▶ _WHAT YOU ARE ASKED TO DO_
Show every line in the entries below where the word "Some" appears.

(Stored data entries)
--- --- ---
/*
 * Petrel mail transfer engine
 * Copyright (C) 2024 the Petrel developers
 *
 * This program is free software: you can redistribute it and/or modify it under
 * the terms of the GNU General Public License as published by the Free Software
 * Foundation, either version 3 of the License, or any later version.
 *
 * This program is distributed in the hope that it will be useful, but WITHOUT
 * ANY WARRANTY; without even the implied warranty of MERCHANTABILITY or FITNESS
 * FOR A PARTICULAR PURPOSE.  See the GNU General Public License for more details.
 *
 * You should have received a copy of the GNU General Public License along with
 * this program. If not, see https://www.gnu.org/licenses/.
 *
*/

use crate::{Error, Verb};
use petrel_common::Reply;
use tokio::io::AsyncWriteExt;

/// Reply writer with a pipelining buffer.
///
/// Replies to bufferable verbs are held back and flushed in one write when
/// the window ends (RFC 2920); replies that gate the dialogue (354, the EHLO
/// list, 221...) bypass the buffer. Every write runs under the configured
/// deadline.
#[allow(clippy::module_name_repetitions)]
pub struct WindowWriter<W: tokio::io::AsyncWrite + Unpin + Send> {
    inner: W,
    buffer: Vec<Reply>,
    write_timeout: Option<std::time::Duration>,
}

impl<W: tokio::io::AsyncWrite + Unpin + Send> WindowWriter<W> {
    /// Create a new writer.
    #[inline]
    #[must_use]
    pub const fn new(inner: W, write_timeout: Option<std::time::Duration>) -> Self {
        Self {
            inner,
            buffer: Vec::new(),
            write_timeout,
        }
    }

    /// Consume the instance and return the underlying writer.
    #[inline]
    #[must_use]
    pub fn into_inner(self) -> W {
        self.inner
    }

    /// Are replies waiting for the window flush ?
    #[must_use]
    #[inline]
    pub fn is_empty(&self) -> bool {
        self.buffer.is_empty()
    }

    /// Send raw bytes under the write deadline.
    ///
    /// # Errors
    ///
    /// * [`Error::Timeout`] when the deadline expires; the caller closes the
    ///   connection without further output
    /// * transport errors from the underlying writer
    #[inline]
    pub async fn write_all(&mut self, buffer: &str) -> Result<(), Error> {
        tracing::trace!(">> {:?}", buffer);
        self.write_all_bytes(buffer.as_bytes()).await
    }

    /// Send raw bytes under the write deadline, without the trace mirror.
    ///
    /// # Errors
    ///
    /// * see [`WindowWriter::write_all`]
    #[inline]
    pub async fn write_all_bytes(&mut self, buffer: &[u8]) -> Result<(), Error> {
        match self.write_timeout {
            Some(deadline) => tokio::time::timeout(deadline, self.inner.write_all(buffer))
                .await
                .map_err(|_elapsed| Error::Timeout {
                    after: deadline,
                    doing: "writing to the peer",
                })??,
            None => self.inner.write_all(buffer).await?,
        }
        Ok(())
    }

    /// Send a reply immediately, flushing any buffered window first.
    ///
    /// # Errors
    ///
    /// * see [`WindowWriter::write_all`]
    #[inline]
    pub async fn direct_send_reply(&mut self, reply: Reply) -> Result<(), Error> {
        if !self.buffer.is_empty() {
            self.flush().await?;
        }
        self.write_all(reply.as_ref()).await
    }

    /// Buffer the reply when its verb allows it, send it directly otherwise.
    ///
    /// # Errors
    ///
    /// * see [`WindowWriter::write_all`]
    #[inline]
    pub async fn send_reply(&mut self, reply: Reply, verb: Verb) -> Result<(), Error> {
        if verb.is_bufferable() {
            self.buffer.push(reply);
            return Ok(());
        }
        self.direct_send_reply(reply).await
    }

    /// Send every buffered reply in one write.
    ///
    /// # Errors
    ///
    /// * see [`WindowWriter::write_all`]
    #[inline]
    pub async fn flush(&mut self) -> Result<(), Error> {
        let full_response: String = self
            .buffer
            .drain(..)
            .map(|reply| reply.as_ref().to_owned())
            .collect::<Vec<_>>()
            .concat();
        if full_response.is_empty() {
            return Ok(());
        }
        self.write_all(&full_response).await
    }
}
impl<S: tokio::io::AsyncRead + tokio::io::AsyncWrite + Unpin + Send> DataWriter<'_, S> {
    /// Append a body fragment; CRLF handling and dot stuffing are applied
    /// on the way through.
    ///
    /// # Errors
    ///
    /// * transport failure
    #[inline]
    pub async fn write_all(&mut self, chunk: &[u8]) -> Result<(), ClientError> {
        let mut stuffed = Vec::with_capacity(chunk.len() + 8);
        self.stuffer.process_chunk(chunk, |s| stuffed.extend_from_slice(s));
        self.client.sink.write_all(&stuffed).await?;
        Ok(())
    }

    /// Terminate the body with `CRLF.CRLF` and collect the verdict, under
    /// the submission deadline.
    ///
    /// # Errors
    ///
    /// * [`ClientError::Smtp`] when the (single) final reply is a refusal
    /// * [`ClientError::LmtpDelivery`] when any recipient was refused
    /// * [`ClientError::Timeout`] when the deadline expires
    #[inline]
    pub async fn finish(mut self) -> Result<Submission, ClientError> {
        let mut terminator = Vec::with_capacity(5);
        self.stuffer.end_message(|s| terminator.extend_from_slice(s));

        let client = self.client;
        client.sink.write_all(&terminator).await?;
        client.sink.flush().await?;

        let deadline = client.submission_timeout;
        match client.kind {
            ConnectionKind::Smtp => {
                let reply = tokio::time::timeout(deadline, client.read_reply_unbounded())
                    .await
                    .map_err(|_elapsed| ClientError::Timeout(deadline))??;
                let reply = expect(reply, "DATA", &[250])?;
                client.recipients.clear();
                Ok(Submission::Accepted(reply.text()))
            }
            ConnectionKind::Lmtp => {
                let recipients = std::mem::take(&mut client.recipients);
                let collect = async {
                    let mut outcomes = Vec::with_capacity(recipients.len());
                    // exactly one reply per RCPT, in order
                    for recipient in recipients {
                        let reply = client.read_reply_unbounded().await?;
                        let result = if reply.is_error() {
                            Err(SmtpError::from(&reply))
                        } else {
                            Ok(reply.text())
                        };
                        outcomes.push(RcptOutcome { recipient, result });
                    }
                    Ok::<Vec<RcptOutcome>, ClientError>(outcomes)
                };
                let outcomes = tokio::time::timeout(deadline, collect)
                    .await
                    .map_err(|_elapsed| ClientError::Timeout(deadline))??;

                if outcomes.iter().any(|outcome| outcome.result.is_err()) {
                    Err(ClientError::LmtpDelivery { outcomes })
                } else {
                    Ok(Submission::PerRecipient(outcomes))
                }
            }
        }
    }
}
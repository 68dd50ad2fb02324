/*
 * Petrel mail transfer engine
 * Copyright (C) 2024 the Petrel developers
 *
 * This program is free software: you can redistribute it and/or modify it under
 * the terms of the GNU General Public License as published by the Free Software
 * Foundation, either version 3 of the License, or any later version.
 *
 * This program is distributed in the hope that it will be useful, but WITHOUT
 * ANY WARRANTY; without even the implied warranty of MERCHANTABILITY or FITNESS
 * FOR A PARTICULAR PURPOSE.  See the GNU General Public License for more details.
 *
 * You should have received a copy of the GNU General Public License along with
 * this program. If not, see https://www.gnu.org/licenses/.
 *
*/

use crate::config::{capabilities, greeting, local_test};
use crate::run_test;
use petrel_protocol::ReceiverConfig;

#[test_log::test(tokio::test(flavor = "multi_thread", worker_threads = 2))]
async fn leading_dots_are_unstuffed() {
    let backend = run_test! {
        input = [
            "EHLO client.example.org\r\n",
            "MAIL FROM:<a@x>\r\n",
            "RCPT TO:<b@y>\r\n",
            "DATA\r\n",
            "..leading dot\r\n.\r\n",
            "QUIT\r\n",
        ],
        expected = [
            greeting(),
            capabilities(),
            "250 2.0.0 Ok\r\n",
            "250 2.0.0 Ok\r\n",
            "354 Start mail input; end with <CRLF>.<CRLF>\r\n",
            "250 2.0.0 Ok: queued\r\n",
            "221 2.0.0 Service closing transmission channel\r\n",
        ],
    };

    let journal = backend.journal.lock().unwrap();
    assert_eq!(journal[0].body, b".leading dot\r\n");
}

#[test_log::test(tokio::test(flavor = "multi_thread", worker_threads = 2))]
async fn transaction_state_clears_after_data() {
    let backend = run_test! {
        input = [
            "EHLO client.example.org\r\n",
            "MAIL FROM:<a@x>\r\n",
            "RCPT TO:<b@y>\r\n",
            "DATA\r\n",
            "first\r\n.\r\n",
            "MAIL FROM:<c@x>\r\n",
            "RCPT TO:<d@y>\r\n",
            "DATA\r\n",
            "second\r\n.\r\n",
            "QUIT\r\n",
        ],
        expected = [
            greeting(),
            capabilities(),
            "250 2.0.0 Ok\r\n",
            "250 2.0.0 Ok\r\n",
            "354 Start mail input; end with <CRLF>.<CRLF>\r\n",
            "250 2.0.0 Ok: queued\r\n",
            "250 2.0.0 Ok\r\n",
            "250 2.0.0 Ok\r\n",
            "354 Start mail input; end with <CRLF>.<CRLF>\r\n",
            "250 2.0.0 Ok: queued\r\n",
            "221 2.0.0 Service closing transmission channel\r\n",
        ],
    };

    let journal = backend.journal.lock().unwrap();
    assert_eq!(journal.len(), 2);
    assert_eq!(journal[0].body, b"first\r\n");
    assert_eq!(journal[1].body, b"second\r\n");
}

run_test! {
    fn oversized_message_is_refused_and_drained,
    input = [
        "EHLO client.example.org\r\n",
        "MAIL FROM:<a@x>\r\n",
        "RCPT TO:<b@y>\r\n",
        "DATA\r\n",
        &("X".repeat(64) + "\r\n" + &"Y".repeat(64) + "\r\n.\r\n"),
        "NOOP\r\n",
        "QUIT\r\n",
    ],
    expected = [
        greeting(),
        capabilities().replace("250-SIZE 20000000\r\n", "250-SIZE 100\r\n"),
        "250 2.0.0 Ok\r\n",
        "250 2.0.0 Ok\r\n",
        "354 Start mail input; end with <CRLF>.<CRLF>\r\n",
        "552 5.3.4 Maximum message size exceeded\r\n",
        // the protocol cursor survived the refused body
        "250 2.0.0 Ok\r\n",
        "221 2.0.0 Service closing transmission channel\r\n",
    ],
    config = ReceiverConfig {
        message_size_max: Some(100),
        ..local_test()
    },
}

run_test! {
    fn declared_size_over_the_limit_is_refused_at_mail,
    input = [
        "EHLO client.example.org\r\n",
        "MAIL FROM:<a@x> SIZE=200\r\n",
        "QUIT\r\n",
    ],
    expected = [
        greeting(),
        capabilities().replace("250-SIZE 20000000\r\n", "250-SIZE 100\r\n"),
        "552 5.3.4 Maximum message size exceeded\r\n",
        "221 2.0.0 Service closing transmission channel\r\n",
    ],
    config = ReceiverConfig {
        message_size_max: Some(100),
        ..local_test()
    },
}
--- --- ---
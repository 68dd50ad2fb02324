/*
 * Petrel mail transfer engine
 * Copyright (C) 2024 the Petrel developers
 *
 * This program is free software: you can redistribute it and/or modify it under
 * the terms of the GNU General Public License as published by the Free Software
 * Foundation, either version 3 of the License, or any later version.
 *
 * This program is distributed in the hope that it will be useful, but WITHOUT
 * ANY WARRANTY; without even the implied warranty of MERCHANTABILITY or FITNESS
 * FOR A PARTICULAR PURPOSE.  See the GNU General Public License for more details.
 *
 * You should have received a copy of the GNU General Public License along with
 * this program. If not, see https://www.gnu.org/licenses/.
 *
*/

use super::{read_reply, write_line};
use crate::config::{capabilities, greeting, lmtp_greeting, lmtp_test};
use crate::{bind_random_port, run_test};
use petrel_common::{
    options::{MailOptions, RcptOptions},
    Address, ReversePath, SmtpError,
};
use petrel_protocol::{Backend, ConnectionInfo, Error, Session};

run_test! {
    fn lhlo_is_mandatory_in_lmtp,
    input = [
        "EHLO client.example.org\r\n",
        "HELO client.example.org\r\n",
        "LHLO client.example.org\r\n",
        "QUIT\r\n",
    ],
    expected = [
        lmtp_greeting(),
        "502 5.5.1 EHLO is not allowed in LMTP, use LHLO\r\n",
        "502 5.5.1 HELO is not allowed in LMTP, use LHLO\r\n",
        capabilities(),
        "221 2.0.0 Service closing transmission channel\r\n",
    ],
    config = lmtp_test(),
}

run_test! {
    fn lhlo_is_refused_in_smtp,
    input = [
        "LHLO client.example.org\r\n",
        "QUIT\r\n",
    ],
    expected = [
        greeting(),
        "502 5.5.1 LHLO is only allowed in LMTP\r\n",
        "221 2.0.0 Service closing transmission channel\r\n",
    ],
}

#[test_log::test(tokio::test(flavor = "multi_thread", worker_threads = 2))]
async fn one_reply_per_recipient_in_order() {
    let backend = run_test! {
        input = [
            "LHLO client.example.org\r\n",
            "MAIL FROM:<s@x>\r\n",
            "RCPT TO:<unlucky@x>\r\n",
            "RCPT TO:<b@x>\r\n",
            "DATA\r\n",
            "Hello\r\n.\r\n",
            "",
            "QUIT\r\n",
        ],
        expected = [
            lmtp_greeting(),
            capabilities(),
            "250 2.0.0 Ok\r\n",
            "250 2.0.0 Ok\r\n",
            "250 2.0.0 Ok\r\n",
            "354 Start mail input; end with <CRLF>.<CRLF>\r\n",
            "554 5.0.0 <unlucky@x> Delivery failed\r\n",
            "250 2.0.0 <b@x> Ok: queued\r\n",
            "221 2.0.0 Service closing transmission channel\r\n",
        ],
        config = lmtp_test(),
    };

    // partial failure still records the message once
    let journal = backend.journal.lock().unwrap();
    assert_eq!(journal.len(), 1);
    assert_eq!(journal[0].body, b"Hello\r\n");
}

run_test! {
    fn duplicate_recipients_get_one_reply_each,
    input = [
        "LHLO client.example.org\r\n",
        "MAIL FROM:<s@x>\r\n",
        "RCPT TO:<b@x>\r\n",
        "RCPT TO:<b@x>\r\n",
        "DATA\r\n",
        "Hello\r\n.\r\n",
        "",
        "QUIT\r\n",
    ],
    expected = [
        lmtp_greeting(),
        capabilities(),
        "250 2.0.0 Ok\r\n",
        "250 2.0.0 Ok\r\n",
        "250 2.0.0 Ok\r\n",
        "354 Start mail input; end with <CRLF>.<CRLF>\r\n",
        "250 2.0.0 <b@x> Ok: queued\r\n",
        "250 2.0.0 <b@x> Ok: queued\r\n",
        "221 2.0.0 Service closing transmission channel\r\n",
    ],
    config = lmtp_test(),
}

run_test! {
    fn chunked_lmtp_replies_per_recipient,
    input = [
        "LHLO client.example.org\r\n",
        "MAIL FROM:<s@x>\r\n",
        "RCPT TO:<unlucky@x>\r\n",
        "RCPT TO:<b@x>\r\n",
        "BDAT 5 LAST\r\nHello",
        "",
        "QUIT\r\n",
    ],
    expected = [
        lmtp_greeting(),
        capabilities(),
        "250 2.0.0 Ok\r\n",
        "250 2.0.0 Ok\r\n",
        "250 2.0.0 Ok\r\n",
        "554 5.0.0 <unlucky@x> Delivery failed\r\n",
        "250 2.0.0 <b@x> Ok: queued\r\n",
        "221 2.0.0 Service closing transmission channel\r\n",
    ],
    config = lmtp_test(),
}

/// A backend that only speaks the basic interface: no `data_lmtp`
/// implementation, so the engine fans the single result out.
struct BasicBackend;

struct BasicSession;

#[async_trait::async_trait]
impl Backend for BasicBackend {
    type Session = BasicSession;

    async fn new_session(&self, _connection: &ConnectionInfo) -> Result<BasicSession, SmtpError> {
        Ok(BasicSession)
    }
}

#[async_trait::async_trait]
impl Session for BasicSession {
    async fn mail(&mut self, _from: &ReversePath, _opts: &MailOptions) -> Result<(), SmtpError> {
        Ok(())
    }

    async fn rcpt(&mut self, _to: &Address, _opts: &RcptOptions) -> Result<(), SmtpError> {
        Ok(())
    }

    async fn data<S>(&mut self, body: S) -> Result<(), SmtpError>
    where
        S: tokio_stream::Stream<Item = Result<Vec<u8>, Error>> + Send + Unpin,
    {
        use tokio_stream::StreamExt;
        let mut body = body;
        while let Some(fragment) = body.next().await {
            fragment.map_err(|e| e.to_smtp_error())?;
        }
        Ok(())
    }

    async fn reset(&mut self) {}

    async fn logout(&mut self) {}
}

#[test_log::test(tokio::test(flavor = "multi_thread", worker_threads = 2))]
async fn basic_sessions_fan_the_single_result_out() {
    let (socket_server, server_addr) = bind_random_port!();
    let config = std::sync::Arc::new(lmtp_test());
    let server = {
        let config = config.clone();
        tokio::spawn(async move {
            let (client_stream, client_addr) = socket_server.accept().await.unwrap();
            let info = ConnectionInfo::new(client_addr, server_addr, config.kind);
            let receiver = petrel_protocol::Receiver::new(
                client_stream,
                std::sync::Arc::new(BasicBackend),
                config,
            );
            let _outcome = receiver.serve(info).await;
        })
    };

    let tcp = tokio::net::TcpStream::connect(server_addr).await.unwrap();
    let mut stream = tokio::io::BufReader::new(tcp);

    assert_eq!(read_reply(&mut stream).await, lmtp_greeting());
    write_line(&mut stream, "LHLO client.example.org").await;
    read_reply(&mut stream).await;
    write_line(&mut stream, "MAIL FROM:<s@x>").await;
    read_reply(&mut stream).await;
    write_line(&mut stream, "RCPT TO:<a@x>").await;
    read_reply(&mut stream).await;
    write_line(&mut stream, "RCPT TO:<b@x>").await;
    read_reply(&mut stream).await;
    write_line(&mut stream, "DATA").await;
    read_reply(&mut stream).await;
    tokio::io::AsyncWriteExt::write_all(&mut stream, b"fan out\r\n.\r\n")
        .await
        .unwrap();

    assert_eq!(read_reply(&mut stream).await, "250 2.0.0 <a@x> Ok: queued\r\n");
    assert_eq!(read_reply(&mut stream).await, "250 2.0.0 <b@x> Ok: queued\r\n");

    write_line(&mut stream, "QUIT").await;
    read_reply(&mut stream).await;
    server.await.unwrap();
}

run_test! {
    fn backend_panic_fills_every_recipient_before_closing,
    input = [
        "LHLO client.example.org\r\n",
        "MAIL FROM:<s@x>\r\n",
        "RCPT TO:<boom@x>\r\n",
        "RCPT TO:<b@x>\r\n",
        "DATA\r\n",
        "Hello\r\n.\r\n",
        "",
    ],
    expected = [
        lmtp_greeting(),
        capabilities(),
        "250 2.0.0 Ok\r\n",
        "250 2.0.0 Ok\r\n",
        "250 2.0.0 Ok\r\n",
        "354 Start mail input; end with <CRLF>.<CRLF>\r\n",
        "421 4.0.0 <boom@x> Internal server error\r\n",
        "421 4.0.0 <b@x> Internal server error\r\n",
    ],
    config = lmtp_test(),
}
--- --- ---
▶ _YOUR RESPONSE_
            Some(deadline) => tokio::time::timeout(deadline, self.inner.write_all(buffer))
        message_size_max: Some(100),
        message_size_max: Some(100),
        while let Some(fragment) = body.next().await {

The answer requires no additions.